According to Montoya, his lack of professional training is one of his strengths.
“I think that’s a plus, because we’re not a cookie-cutter restaurant. There’s no limits for us,” he said. “There’s no rules— and our kitchen is open to anything.”
Cotija — a name for a Mexican municipality and a type of Mexican cheese — might convey a Mexican bent, but that is why he included the Latin Flavors part. It lets him produce an “anything goes” concept in terms of what the menu offers, since the menu is always changing, he said. The restaurant mixes flavors from different Latin American cuisines.
‘It’s a mixture of condiments, ingredients and ways of cooking from different places in Latin America,” he said. “We twist it around, we combine it, we play with it.”

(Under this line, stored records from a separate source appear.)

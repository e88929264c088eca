//! Pulse-triggered alarm sound.
//!
//! The sound module toggles between silent and ringing on each trigger
//! pulse (low 50 ms, high 50 ms, low). Playback is one-shot: the module
//! is assumed silent again once [`AUDIO_DURATION_MS`] has passed since
//! [`Audio::play`], and `stop()` only pulses while that has not happened.

use embedded_hal::delay::DelayNs;
use embedded_hal::digital::OutputPin;

use crate::clock::ticks_diff;
use crate::config::{AUDIO_DURATION_MS, AUDIO_PULSE_MS};
use crate::error::{Error, Result};

pub struct Audio<P, D> {
    pin: P,
    delay: D,
    started_ms: u32,
    stopped: bool,
    /// Sticky: once the duration is observed elapsed it stays elapsed,
    /// so a wrapped tick counter cannot revive an old signal.
    went_out: bool,
}

impl<P: OutputPin, D: DelayNs> Audio<P, D> {
    /// Drives the trigger line low and starts idle.
    pub fn new(mut pin: P, delay: D) -> Result<Self> {
        pin.set_low().map_err(|_| Error::Pin)?;
        Ok(Self {
            pin,
            delay,
            started_ms: 0,
            stopped: true,
            went_out: true,
        })
    }

    /// Silence any running signal, then start a new one.
    pub fn play(&mut self, now_ms: u32) -> Result<()> {
        self.stop(now_ms)?;
        self.pulse()?;
        self.started_ms = now_ms;
        self.stopped = false;
        self.went_out = false;
        info!("Audio: playing");
        Ok(())
    }

    /// Silence the signal if it is still running.
    pub fn stop(&mut self, now_ms: u32) -> Result<()> {
        if self.is_playing(now_ms) {
            self.pulse()?;
            info!("Audio: stopped");
        }
        self.stopped = true;
        Ok(())
    }

    pub fn is_playing(&mut self, now_ms: u32) -> bool {
        !(self.went_out(now_ms) || self.stopped)
    }

    fn went_out(&mut self, now_ms: u32) -> bool {
        if !self.went_out && ticks_diff(now_ms, self.started_ms) >= AUDIO_DURATION_MS as i32 {
            debug!("Audio: timed out");
            self.went_out = true;
        }
        self.went_out
    }

    fn pulse(&mut self) -> Result<()> {
        self.pin.set_low().map_err(|_| Error::Pin)?;
        self.delay.delay_ms(AUDIO_PULSE_MS);
        self.pin.set_high().map_err(|_| Error::Pin)?;
        self.delay.delay_ms(AUDIO_PULSE_MS);
        self.pin.set_low().map_err(|_| Error::Pin)
    }
}

#[cfg(test)]
mod tests {
    use super::*;
    use crate::testing::{NoDelay, RecordingPin};

    fn audio() -> Audio<RecordingPin, NoDelay> {
        Audio::new(RecordingPin::default(), NoDelay::default()).unwrap()
    }

    #[test]
    fn idle_after_construction() {
        let mut a = audio();
        assert!(!a.is_playing(0));
        assert_eq!(a.pin.levels, [false]);
    }

    #[test]
    fn play_emits_one_pulse_and_plays() {
        let mut a = audio();
        a.play(1000).unwrap();
        assert!(a.is_playing(1000));
        assert_eq!(a.pin.levels, [false, false, true, false]);
        assert_eq!(a.delay.total_ms, 2 * AUDIO_PULSE_MS);
    }

    #[test]
    fn times_out_and_stays_out() {
        let mut a = audio();
        a.play(1000).unwrap();
        assert!(a.is_playing(1000 + AUDIO_DURATION_MS - 1));
        assert!(!a.is_playing(1000 + AUDIO_DURATION_MS));
        // Far enough later that the wrapping difference looks negative.
        assert!(!a.is_playing(1000u32.wrapping_add(u32::MAX / 2 + 10)));
        assert!(!a.is_playing(1001));
    }

    #[test]
    fn stop_pulses_only_while_playing() {
        let mut a = audio();
        a.play(0).unwrap();
        a.stop(10).unwrap();
        assert!(!a.is_playing(10));
        assert_eq!(a.pin.high_count(), 2);

        a.stop(20).unwrap();
        assert_eq!(a.pin.high_count(), 2);
    }

    #[test]
    fn stop_after_timeout_does_not_pulse() {
        let mut a = audio();
        a.play(0).unwrap();
        a.stop(AUDIO_DURATION_MS).unwrap();
        assert_eq!(a.pin.high_count(), 1);
    }

    #[test]
    fn replay_silences_previous_signal_first() {
        let mut a = audio();
        a.play(0).unwrap();
        a.play(100).unwrap();
        assert_eq!(a.pin.high_count(), 3);
        assert!(a.is_playing(100 + AUDIO_DURATION_MS - 1));
    }
}
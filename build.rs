//! Build script - puts the nRF52840 memory map on the linker search path
//! and adds the cortex-m-rt / defmt linker scripts for firmware builds.

use std::env;
use std::fs;
use std::path::PathBuf;

fn main() {
    println!("cargo:rerun-if-changed=memory.x");
    println!("cargo:rerun-if-changed=build.rs");

    // Host builds (unit and integration tests) link normally.
    let target = env::var("TARGET").unwrap_or_default();
    if !target.starts_with("thumbv") {
        return;
    }

    let out_dir = PathBuf::from(env::var("OUT_DIR").unwrap());
    fs::copy("memory.x", out_dir.join("memory.x")).unwrap();
    println!("cargo:rustc-link-search={}", out_dir.display());

    println!("cargo:rustc-link-arg-bins=--nmagic");
    println!("cargo:rustc-link-arg-bins=-Tlink.x");
    println!("cargo:rustc-link-arg-bins=-Tdefmt.x");
}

On the current menu, the churrasco [a traditional Spanish skirt steak] is grilled Argentinian style, topped with Mexican style guacamole and served with Puerto Rican-style fried plantains, called mofongo.
He also utilized his employees to generate menu ideas.
“”We always forget about the cooks, the people that clean the restaurant—but those are people that are helping with the menu,” he said. “I asked them if they remembered dishes from Mexico when they are kids, and they do so I ask them to make them.”
Once, he proposed a Puerto Rican theme to one of his servers, who then brought him to her mother’s house so he could learn the dishes she made.
“She taught us Puerto Rican cooking 101, and that was one of our most successful themes ever,” he said.
Fortunately, Montoya was able to keep the Cojita restaurant name when he and his business partner split. For the next month or so he’ll be taking a break and then start the search for a new space to call Cotija Latin Flavors in Asbury Park, so he can reproduce the same concept in the new space.
“It was not pretentious and upscale—I just offered a concept,” he said. “The doors were open for everybody to try.”
Cotija Latin Flavors is located at 420 Main Street. Doors open for tonight’s final dinner service at 5 p.m. The restaurant is BYO.